Paulo Brabo
Nesse momento entra
em cena esse sujeito J. Harold
Ellens, um psicólogo norte-americano que em seus livros e artigos defende essencialmente uma
ideia: a de que a notícia evangelical da graça incondicional e do perdão
universal dos pecados não representa apenas a única chance para a salvação
espiritual da humanidade, mas a única chance para a salvação dos nossos distúrbios
mentais. E que, de fato, não existe diferença entre uma coisa e outra.
Desde que a psicologia ganhou alguma reputação como
disciplina e como prática seus méritos, seu vocabulário e suas ênfases tem sido
apropriados (ou, alternativamente, questionados) por muitos cristãos a fim de
legitimar suas próprias versões da ortodoxia. Ellens, no entanto, está a milhas
de distância da banalidade de obras como Jesus, o maior psicólogo que já existiu;
do ponto de vista privilegiado ao qual nos erguem as suas reflexões
descortina-se um horizonte desconcertante.
Ellens talvez seja o mais articulado proponente de um
movimento de interpretação que até onde sei ainda não tem nome, mas que podemos
chamar interinamente de teologia da graça radical (a partir de um dos mais celebrados
volumes de Ellens, Radical
Grace).
Não há na verdade grande coerência de pensamento
entre os proponentes dessa visão, e nem poderia haver. O que pode ser dito a
respeito desses caras (e já fui visto bebendo e comendo entre eles) é que
intuem antes de tudo que Deus é um sujeito muito mais gentil e desencanado do
que sugerem as ortodoxias usuais. Deus não está muito interessado em saber se
você fica admirando as pernas de gente do sexo errado e não controla onde você
passa suas manhãs e noites de domingo; Deus não vai ficar ruborizado se você
engravidar a sua noiva e não vai mandar ninguém para o inferno por acreditar na
evolução, por fumar um baseado ou por beijar uma estátua. Esse Deus não tem o
rabo preso com ninguém, não aceita subornos e a ninguém rejeita; não tem
ilusões, por isso não se rebaixa a aplicar critérios. A característica mais
predominante do seu caráter – na verdade a única característica dele a que
temos acesso e a única necessária – é seu inflexível cavalheirismo. O que ele
quer é que você não machuque ninguém e não se machuque; se for para você se
machucar que seja em favor dos outros, mas de modo inteiramente consciente,
informado e sem ilusões.
É um Deus que tem muito de hippie; suas únicas
diretrizes de conduta são de fato paz e amor: ou, como se diz na linguagem do
Novo Testamento, amar a Deus sobre todas as coisas e o próximo como a si mesmo
(que são, evidentemente, operações idênticas e equivalentes).

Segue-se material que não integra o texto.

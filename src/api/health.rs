//! Health check endpoints

use axum::{extract::State, Json};
use serde::{Deserialize, Serialize};
use utoipa::ToSchema;

use crate::{error::AppResult, AppState};

#[derive(Serialize, Deserialize, ToSchema)]
pub struct HealthResponse {
    /// Current status of the service
    pub status: String,
    /// Version of the service
    pub version: String,
}

impl HealthResponse {
    fn new(status: &str) -> Self {
        Self {
            status: status.to_string(),
            version: env!("CARGO_PKG_VERSION").to_string(),
        }
    }
}

/// Health check endpoint
#[utoipa::path(
    get,
    path = "/health",
    tag = "health",
    responses(
        (status = 200, description = "Service is healthy", body = HealthResponse)
    )
)]
pub async fn health_check() -> Json<HealthResponse> {
    Json(HealthResponse::new("healthy"))
}

/// Readiness check endpoint (checks store connectivity)
#[utoipa::path(
    get,
    path = "/ready",
    tag = "health",
    responses(
        (status = 200, description = "Service is ready", body = HealthResponse),
        (status = 500, description = "Store unreachable")
    )
)]
pub async fn readiness_check(State(state): State<AppState>) -> AppResult<Json<HealthResponse>> {
    state.services.ping().await?;
    Ok(Json(HealthResponse::new("ready")))
}
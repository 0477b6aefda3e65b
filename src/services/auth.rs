//! Authentication and user profile service

use argon2::{
    password_hash::{rand_core::OsRng, PasswordHash, PasswordHasher, PasswordVerifier, SaltString},
    Argon2,
};
use chrono::Utc;
use validator::Validate;

use super::non_blank;
use crate::{
    config::AuthConfig,
    error::{AppError, AppResult},
    models::user::{
        AuthResponse, LoginRequest, Profile, ProfileUpdated, RegisterUser, UpdateProfile, User,
        UserClaims, UserFields,
    },
    repository::Repository,
};

const INVALID_CREDENTIALS: &str = "Invalid email or password";

#[derive(Clone)]
pub struct AuthService {
    repository: Repository,
    config: AuthConfig,
}

impl AuthService {
    pub fn new(repository: Repository, config: AuthConfig) -> Self {
        Self { repository, config }
    }

    /// Register a new user and sign them in
    pub async fn register(&self, data: &RegisterUser) -> AppResult<AuthResponse> {
        data.validate()?;

        let (Some(name), Some(email), Some(password)) = (
            non_blank(&data.name),
            non_blank(&data.email),
            data.password.as_deref().filter(|p| !p.is_empty()),
        ) else {
            return Err(AppError::Validation(
                "Please provide name, email and password".to_string(),
            ));
        };
        let email = email.to_lowercase();

        if self.repository.users.get_by_email(&email).await?.is_some() {
            return Err(AppError::Conflict("User already exists".to_string()));
        }

        let user = self
            .repository
            .users
            .create(&UserFields {
                name,
                email,
                password_hash: self.hash_password(password)?,
                university: None,
                address: None,
            })
            .await?;
        tracing::info!(user_id = user.id, "User registered");

        self.sign_in(user)
    }

    /// Authenticate by email and password and return a JWT token
    pub async fn authenticate(&self, credentials: &LoginRequest) -> AppResult<AuthResponse> {
        let email = credentials.email.trim().to_lowercase();
        let user = self
            .repository
            .users
            .get_by_email(&email)
            .await?
            .ok_or_else(|| AppError::Authentication(INVALID_CREDENTIALS.to_string()))?;

        if !self.verify_password(&user, &credentials.password)? {
            tracing::debug!(user_id = user.id, "Rejected login with wrong password");
            return Err(AppError::Authentication(INVALID_CREDENTIALS.to_string()));
        }

        self.sign_in(user)
    }

    pub async fn profile(&self, user_id: i32) -> AppResult<Profile> {
        Ok(self.repository.users.get_by_id(user_id).await?.into())
    }

    /// Merge profile fields; a new password is re-hashed
    pub async fn update_profile(
        &self,
        user_id: i32,
        data: &UpdateProfile,
    ) -> AppResult<ProfileUpdated> {
        data.validate()?;

        let current = self.repository.users.get_by_id(user_id).await?;
        let mut fields = UserFields::from(&current);

        if let Some(name) = non_blank(&data.name) {
            fields.name = name;
        }
        if let Some(email) = non_blank(&data.email).map(|e| e.to_lowercase()) {
            if email != current.email {
                let taken = self.repository.users.get_by_email(&email).await?;
                if taken.is_some_and(|other| other.id != user_id) {
                    return Err(AppError::Conflict("Email is already in use".to_string()));
                }
                fields.email = email;
            }
        }
        if let Some(university) = non_blank(&data.university) {
            fields.university = Some(university);
        }
        if let Some(address) = non_blank(&data.address) {
            fields.address = Some(address);
        }
        if let Some(password) = data.password.as_deref().filter(|p| !p.is_empty()) {
            fields.password_hash = self.hash_password(password)?;
        }

        let user = self.repository.users.update(user_id, &fields).await?;
        tracing::info!(user_id, "Profile updated");

        let token = self.create_token(&user)?;
        Ok(ProfileUpdated {
            profile: user.into(),
            token,
        })
    }

    /// All users; the password hash is never serialized
    pub async fn list_users(&self) -> AppResult<Vec<User>> {
        self.repository.users.list().await
    }

    fn sign_in(&self, user: User) -> AppResult<AuthResponse> {
        let token = self.create_token(&user)?;
        Ok(AuthResponse {
            id: user.id,
            name: user.name,
            email: user.email,
            token,
        })
    }

    fn create_token(&self, user: &User) -> AppResult<String> {
        let now = Utc::now().timestamp();
        let exp = now + (self.config.jwt_expiration_hours as i64 * 3600);

        let claims = UserClaims {
            sub: user.email.clone(),
            user_id: user.id,
            exp,
            iat: now,
        };

        claims
            .create_token(&self.config.jwt_secret)
            .map_err(|e| AppError::Internal(format!("Failed to create token: {}", e)))
    }

    fn verify_password(&self, user: &User, password: &str) -> AppResult<bool> {
        let parsed_hash = PasswordHash::new(&user.password_hash)
            .map_err(|_| AppError::Internal("Invalid password hash".to_string()))?;
        Ok(Argon2::default()
            .verify_password(password.as_bytes(), &parsed_hash)
            .is_ok())
    }

    /// Hash a password using Argon2
    fn hash_password(&self, password: &str) -> AppResult<String> {
        let salt = SaltString::generate(&mut OsRng);
        let hash = Argon2::default()
            .hash_password(password.as_bytes(), &salt)
            .map_err(|e| AppError::Internal(format!("Failed to hash password: {}", e)))?;
        Ok(hash.to_string())
    }
}

#[cfg(test)]
mod tests {
    use super::*;
    use tokio_test::assert_ok;

    fn service() -> AuthService {
        AuthService::new(
            Repository::in_memory(),
            AuthConfig {
                jwt_secret: "test-secret".to_string(),
                jwt_expiration_hours: 1,
            },
        )
    }

    fn alice() -> RegisterUser {
        RegisterUser {
            name: Some("Alice".to_string()),
            email: Some("a@x.com".to_string()),
            password: Some("pw1".to_string()),
        }
    }

    fn login(email: &str, password: &str) -> LoginRequest {
        LoginRequest {
            email: email.to_string(),
            password: password.to_string(),
        }
    }

    #[tokio::test]
    async fn test_register_then_login() {
        let service = service();
        let registered = service.register(&alice()).await.unwrap();
        assert_eq!(registered.name, "Alice");

        let err = service.authenticate(&login("a@x.com", "wrong")).await.unwrap_err();
        assert!(matches!(err, AppError::Authentication(_)));

        let session = service.authenticate(&login("a@x.com", "pw1")).await.unwrap();
        let claims = UserClaims::from_token(&session.token, "test-secret").unwrap();
        assert_eq!(claims.user_id, registered.id);
    }

    #[tokio::test]
    async fn test_unknown_email_is_an_auth_error() {
        let err = service()
            .authenticate(&login("ghost@x.com", "pw"))
            .await
            .unwrap_err();
        assert!(matches!(err, AppError::Authentication(_)));
    }

    #[tokio::test]
    async fn test_password_is_stored_hashed() {
        let service = service();
        let registered = service.register(&alice()).await.unwrap();
        let users = service.list_users().await.unwrap();
        assert_eq!(users.len(), 1);
        assert_ne!(users[0].password_hash, "pw1");
        assert!(users[0].password_hash.starts_with("$argon2"));
        assert_eq!(users[0].id, registered.id);
    }

    #[tokio::test]
    async fn test_duplicate_email_conflicts_case_insensitively() {
        let service = service();
        service.register(&alice()).await.unwrap();

        let mut again = alice();
        again.email = Some("A@X.com".to_string());
        let err = service.register(&again).await.unwrap_err();
        assert!(matches!(err, AppError::Conflict(_)));
    }

    #[tokio::test]
    async fn test_register_validates_input() {
        let service = service();

        let mut data = alice();
        data.email = Some("not-an-email".to_string());
        let err = service.register(&data).await.unwrap_err();
        assert!(matches!(err, AppError::Validation(_)));

        let mut data = alice();
        data.password = None;
        let err = service.register(&data).await.unwrap_err();
        assert!(matches!(err, AppError::Validation(_)));
    }

    #[tokio::test]
    async fn test_update_profile_merges_and_rehashes() {
        let service = service();
        let registered = service.register(&alice()).await.unwrap();

        let updated = service
            .update_profile(
                registered.id,
                &UpdateProfile {
                    name: None,
                    email: None,
                    university: Some("MIT".to_string()),
                    address: None,
                    password: Some("pw2".to_string()),
                },
            )
            .await
            .unwrap();
        assert_eq!(updated.profile.name, "Alice");
        assert_eq!(updated.profile.university.as_deref(), Some("MIT"));
        assert_ok!(UserClaims::from_token(&updated.token, "test-secret"));

        assert!(service.authenticate(&login("a@x.com", "pw1")).await.is_err());
        assert_ok!(service.authenticate(&login("a@x.com", "pw2")).await);
    }

    #[tokio::test]
    async fn test_update_profile_ignores_blank_fields() {
        let service = service();
        let registered = service.register(&alice()).await.unwrap();
        let filled = UpdateProfile {
            name: None,
            email: None,
            university: Some("MIT".to_string()),
            address: Some("1 Main St".to_string()),
            password: None,
        };
        service.update_profile(registered.id, &filled).await.unwrap();

        let updated = service
            .update_profile(
                registered.id,
                &UpdateProfile {
                    name: Some("   ".to_string()),
                    email: None,
                    university: Some(String::new()),
                    address: Some("  ".to_string()),
                    password: Some(String::new()),
                },
            )
            .await
            .unwrap();
        assert_eq!(updated.profile.name, "Alice");
        assert_eq!(updated.profile.university.as_deref(), Some("MIT"));
        assert_eq!(updated.profile.address.as_deref(), Some("1 Main St"));
        assert_ok!(service.authenticate(&login("a@x.com", "pw1")).await);
    }

    #[tokio::test]
    async fn test_update_profile_email_must_stay_unique() {
        let service = service();
        service.register(&alice()).await.unwrap();
        let bob = service
            .register(&RegisterUser {
                name: Some("Bob".to_string()),
                email: Some("b@x.com".to_string()),
                password: Some("pw".to_string()),
            })
            .await
            .unwrap();

        let err = service
            .update_profile(
                bob.id,
                &UpdateProfile {
                    name: None,
                    email: Some("a@x.com".to_string()),
                    university: None,
                    address: None,
                    password: None,
                },
            )
            .await
            .unwrap_err();
        assert!(matches!(err, AppError::Conflict(_)));

        let profile = service.profile(bob.id).await.unwrap();
        assert_eq!(profile.email, "b@x.com");
    }
}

Porém esse é um Deus não se ilude, e sabe que o amor
precisa de uma medida, uma diretriz que o extraia do domínio dos discursos para
o terreno da prática. Esse parâmetro de grandeza para o amor é a graça, a
implacável inclinação divina em aceitar. E essa medida de grandeza ficou
estabelecida em sua inteireza na pessoa de Jesus.
O que J. Harold Ellens vem fazendo é articular com todas
as letras o que já havia sido sugerido, por exemplo, por Paul Tournier em Culpa e graça.
Para Ellens, a graça – entendida como a inclinação inflexível e radical, por
parte de Deus, em aceitar o ser humano como ele é – não é apenas um aspecto da
salvação ou um a porta de entrada para ela. A graça é a própria salvação.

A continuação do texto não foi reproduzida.